I have been in the 12 Step Fellowship for FIVE DECADES…that is, in the 1960s, the 70s, the 80s, the 90s and now the unit numbers of this decade….
Over that period of time I have seen any number of wonderful success stories unfold.
I have also witnessed many horrendous tragedies…tragedies that need not have occurred.
Many of the worst tragedies…all brought on by alcohol…have happened during THIS time of the year.
The reason for this is because there are so many parties….so many “festive occasions” at Thanksgiving, at Christmas and of course at New Years.
All such occasions involve drinking some sort of alcoholic beverages.
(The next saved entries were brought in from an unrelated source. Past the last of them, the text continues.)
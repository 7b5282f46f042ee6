//! Vehicle marker reconciliation.
//!
//! Every poll replaces the whole marker set: old markers are removed,
//! then one marker is drawn per record that passes the line filter.

use geo::Point;
use mpk_transit::api_types::{VehicleKind, VehicleRecord};
use mpk_transit::{LineIdentifier, TransitError};
use palette::Srgb;

use crate::map::{Color, Drawable, DrawableHandle, MapSurface, MarkerStyle, remove_all};

pub const BUS_COLOR: Color = Srgb::new(0xff, 0x78, 0x00);
pub const TRAM_COLOR: Color = Srgb::new(0x00, 0x78, 0xff);
pub const MARKER_RADIUS: f32 = 8.0;

pub fn marker_style(kind: VehicleKind) -> MarkerStyle {
    let fill = match kind {
        VehicleKind::Bus => BUS_COLOR,
        VehicleKind::Tram => TRAM_COLOR,
    };
    MarkerStyle::solid_color(MARKER_RADIUS, fill)
        .with_border(1.0, Srgb::new(0, 0, 0))
        .with_fill_opacity(0.8)
}

pub fn popup_label(record: &VehicleRecord) -> String {
    format!("Line: {}\nType: {}", record.line, record.kind)
}

/// Issued when a poll starts; hand it back with the poll's result
#[derive(Clone, Copy, Debug, PartialEq, Eq)]
pub struct PollTicket {
    generation: u64,
}

#[derive(Clone, Copy, Debug, PartialEq, Eq)]
pub enum ReconcileOutcome {
    Applied { removed: usize, drawn: usize },
    /// A newer poll was already applied
    Stale { generation: u64, latest_applied: u64 },
    /// The poll failed; markers were left as they were
    Failed,
}

#[derive(Debug, Default)]
pub struct VehicleReconciler {
    markers: Vec<DrawableHandle>,
    filter: Option<LineIdentifier>,
    issued: u64,
    applied: u64,
}

impl VehicleReconciler {
    pub fn new() -> Self {
        Self::default()
    }

    pub fn filter(&self) -> Option<&LineIdentifier> {
        self.filter.as_ref()
    }

    /// Returns whether the filter changed
    pub fn set_filter(&mut self, filter: Option<LineIdentifier>) -> bool {
        if self.filter == filter {
            return false;
        }
        self.filter = filter;
        true
    }

    pub fn marker_count(&self) -> usize {
        self.markers.len()
    }

    pub fn begin_poll(&mut self) -> PollTicket {
        self.issued += 1;
        PollTicket {
            generation: self.issued,
        }
    }

    pub fn apply(
        &mut self,
        surface: &mut dyn MapSurface,
        ticket: PollTicket,
        result: Result<Vec<VehicleRecord>, TransitError>,
    ) -> ReconcileOutcome {
        if ticket.generation <= self.applied {
            tracing::debug!(
                generation = ticket.generation,
                latest_applied = self.applied,
                "Discarding stale vehicle poll"
            );
            return ReconcileOutcome::Stale {
                generation: ticket.generation,
                latest_applied: self.applied,
            };
        }

        let records = match result {
            Ok(records) => records,
            Err(error) => {
                tracing::warn!(%error, generation = ticket.generation, "Vehicle poll failed, keeping previous markers");
                return ReconcileOutcome::Failed;
            }
        };

        let removed = self.markers.len();
        remove_all(surface, &mut self.markers);

        let filter = self.filter.clone();
        for record in records
            .iter()
            .filter(|r| filter.as_ref().is_none_or(|line| line.matches(&r.line)))
        {
            let handle = surface.add(Drawable::Marker {
                position: Point::new(record.lon, record.lat),
                style: marker_style(record.kind),
                popup: Some(popup_label(record)),
            });
            self.markers.push(handle);
        }

        self.applied = ticket.generation;
        tracing::debug!(removed, drawn = self.markers.len(), total = records.len(), "Vehicle markers reconciled");
        ReconcileOutcome::Applied {
            removed,
            drawn: self.markers.len(),
        }
    }

    pub fn clear(&mut self, surface: &mut dyn MapSurface) {
        remove_all(surface, &mut self.markers);
    }
}
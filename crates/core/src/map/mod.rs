//! The map surface the viewer draws on.
//!
//! Everything the viewer shows (base tiles, route polylines, vehicle and
//! stop markers) goes through [`MapSurface`]. Each `add` hands back a
//! [`DrawableHandle`] that must eventually be passed to `remove`; the
//! components own their handles, so nothing is left behind on the map
//! when a component is torn down.

pub mod layers;
pub mod style;

use geo::{LineString, Point, Rect};

use crate::theme::BaseLayer;

pub use layers::{LayerStore, SharedLayerStore, Viewport};
pub use style::{Color, MarkerStyle, PathStyle, RoutePalette};

#[derive(Clone, Debug, PartialEq)]
pub enum Drawable {
    TileLayer(BaseLayer),
    Polyline {
        path: LineString,
        style: PathStyle,
    },
    Marker {
        position: Point,
        style: MarkerStyle,
        popup: Option<String>,
    },
}

/// Proof that a drawable is on the map
///
/// Not `Clone`: a drawable is removed exactly once, by whoever holds its
/// handle.
#[must_use = "the drawable stays on the map until this handle is passed to `MapSurface::remove`"]
#[derive(Debug, PartialEq, Eq, Hash)]
pub struct DrawableHandle(u64);

impl DrawableHandle {
    pub fn from_raw(id: u64) -> Self {
        Self(id)
    }

    pub fn id(&self) -> u64 {
        self.0
    }
}

pub trait MapSurface {
    fn add(&mut self, drawable: Drawable) -> DrawableHandle;

    fn remove(&mut self, handle: DrawableHandle);

    fn fit_bounds(&mut self, bounds: Rect);
}

/// Remove every drawable in `handles`, leaving it empty
pub fn remove_all(surface: &mut dyn MapSurface, handles: &mut Vec<DrawableHandle>) {
    for handle in handles.drain(..) {
        surface.remove(handle);
    }
}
It is often just too tempting for the problem drinker to resist…
SO WHAT IS THE NON-ALCOHOLIC TO DO??? WHAT IS THE PERSON WHO IS FORTUNATE ENOUGH TO BE A MEMBER OF AL-ANON TO DO???
Al-Anon has a blue “ODAT daily reader (ODAT being an acronym for” One Day At a Time”) …Page 133 and page 94 of that Reader are THE most relevant and helpful of all the pages of the ODAT…in my opinion.
The gist of page 133 says “The key figure in my Al-Anon work is I, me, myself”…and not George or Georgine the drinker!
So, the book tells family members to think of themselves first of all….
I ask family members this question….”.WHO DO YOU THINK THE DRINKING ALCOHOLIC IS THINKING OF FIRST OF ALL? “
I’ll give them just one guess…and then I ask them why then shouldn’t they think of themselves first??
They should do so!!! Absolutely.
Family members should stop “bailing out” the alcoholic from the messes he makes and stop making excuses for him to his boss when he is too hung over to go to work.
Stop paying HIS bills! Above all, I tell the wife if she has a joint bank account with him, to CLOSE IT OUT AND ALSO CLOSE OUT ALL OTHER MEANS BY WHICH HE CAN ACCESS HER OWN MONEY…HER OWN FUNDS…
If she does not do that, he can clean her out during one of his binges and later weakly say he is “sorry”…and cannot remember why he did it …but that he must have needed money!!
THIS HAS INDEED HAPPENED!!!!!
So, I tell the wife to” wise up” and protect herself…insulate herself from him, so people to whom he owes money cannot get at HER money to pay HIS debts.
She will thus protect herself and her children.
Then I say just a few words about why it is so futile and frustrating to try to “reason” with the still-drinking alcoholic.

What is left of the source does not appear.